* [TASK DETAILS]:
Transcribe, without any alteration, only the lines that begin at the line containing "for easy access" and run to the last line below.

* [RECORDS FOR THE EXERCISE]:
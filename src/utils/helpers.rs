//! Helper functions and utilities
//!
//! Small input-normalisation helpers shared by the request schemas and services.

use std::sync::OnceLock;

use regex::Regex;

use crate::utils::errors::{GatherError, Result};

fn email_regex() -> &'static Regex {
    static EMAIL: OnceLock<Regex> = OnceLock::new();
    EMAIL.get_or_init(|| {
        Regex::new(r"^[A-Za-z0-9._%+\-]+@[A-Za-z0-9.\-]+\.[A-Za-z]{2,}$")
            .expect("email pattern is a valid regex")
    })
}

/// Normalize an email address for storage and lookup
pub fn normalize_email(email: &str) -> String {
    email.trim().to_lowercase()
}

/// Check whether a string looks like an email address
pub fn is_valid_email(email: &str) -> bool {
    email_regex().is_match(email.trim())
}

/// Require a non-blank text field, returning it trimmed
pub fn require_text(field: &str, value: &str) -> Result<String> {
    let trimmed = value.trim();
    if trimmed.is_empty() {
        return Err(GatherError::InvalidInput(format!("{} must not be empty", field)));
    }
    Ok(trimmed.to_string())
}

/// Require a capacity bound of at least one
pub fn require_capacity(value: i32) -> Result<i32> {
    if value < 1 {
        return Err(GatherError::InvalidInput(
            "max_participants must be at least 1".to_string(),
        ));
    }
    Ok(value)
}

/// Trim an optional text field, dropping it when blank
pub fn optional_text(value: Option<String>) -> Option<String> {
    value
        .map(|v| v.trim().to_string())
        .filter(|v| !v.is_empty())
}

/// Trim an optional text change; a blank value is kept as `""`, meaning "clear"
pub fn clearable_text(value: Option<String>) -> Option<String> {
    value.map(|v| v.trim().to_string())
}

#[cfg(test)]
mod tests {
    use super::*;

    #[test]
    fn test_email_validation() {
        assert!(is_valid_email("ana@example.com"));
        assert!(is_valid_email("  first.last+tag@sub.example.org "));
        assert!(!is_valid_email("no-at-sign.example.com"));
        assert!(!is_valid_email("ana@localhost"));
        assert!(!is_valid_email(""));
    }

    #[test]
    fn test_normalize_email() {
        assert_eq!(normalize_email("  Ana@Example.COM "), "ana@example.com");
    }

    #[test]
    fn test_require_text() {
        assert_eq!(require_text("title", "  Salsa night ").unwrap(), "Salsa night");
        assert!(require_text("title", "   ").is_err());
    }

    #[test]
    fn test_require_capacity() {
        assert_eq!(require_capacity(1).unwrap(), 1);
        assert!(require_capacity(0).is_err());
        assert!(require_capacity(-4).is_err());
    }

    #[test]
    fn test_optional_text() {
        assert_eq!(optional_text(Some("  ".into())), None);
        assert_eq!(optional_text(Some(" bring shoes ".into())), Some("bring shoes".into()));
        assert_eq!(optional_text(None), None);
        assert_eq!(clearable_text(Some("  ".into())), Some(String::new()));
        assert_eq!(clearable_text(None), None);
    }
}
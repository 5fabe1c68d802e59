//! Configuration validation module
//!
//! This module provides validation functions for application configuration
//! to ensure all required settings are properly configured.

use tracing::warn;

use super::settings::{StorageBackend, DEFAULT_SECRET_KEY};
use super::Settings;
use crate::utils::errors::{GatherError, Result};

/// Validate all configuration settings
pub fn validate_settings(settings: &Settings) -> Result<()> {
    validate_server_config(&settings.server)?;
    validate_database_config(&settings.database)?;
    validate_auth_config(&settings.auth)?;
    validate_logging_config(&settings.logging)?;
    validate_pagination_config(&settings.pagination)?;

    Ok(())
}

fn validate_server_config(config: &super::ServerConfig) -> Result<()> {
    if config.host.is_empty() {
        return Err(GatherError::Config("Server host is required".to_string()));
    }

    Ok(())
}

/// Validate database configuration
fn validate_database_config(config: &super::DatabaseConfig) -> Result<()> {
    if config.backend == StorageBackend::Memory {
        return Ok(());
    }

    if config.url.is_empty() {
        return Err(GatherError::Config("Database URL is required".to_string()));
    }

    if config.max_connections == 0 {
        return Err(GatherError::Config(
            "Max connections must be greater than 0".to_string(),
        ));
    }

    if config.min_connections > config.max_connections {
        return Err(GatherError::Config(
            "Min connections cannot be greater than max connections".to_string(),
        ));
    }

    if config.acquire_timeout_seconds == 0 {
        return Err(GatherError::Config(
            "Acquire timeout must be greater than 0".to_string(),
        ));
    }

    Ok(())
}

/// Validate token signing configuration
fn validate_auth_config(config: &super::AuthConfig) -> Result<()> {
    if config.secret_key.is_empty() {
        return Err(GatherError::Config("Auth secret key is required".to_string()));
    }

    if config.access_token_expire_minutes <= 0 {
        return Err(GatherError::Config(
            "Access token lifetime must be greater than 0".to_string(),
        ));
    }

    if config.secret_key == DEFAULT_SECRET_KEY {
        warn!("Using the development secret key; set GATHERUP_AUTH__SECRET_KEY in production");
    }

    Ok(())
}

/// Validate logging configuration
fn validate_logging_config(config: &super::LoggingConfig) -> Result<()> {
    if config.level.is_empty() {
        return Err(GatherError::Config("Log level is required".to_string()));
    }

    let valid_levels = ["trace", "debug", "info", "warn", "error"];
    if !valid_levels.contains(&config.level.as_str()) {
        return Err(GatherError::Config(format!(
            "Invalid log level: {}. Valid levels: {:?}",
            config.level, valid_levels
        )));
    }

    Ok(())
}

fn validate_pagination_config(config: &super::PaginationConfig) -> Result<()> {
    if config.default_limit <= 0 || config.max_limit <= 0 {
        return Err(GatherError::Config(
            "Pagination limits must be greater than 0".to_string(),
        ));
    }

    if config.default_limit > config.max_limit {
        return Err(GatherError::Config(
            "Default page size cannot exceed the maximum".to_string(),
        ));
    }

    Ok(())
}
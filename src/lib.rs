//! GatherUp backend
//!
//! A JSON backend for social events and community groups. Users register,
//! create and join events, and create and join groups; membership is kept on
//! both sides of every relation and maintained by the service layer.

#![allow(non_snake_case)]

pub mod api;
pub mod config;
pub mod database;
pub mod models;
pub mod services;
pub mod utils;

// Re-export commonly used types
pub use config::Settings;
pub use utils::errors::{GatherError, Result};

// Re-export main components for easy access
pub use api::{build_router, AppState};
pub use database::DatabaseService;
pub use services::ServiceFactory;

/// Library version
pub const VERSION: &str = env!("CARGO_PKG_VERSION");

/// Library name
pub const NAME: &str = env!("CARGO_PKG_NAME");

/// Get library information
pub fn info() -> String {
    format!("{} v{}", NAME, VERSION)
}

* [EXPECTED OUTPUT]:
// Re-export main components for easy access
pub use api::{build_router, AppState};
pub use database::DatabaseService;
pub use services::ServiceFactory;

/// Library version
pub const VERSION: &str = env!("CARGO_PKG_VERSION");

/// Library name
pub const NAME: &str = env!("CARGO_PKG_NAME");

/// Get library information
pub fn info() -> String {
    format!("{} v{}", NAME, VERSION)
}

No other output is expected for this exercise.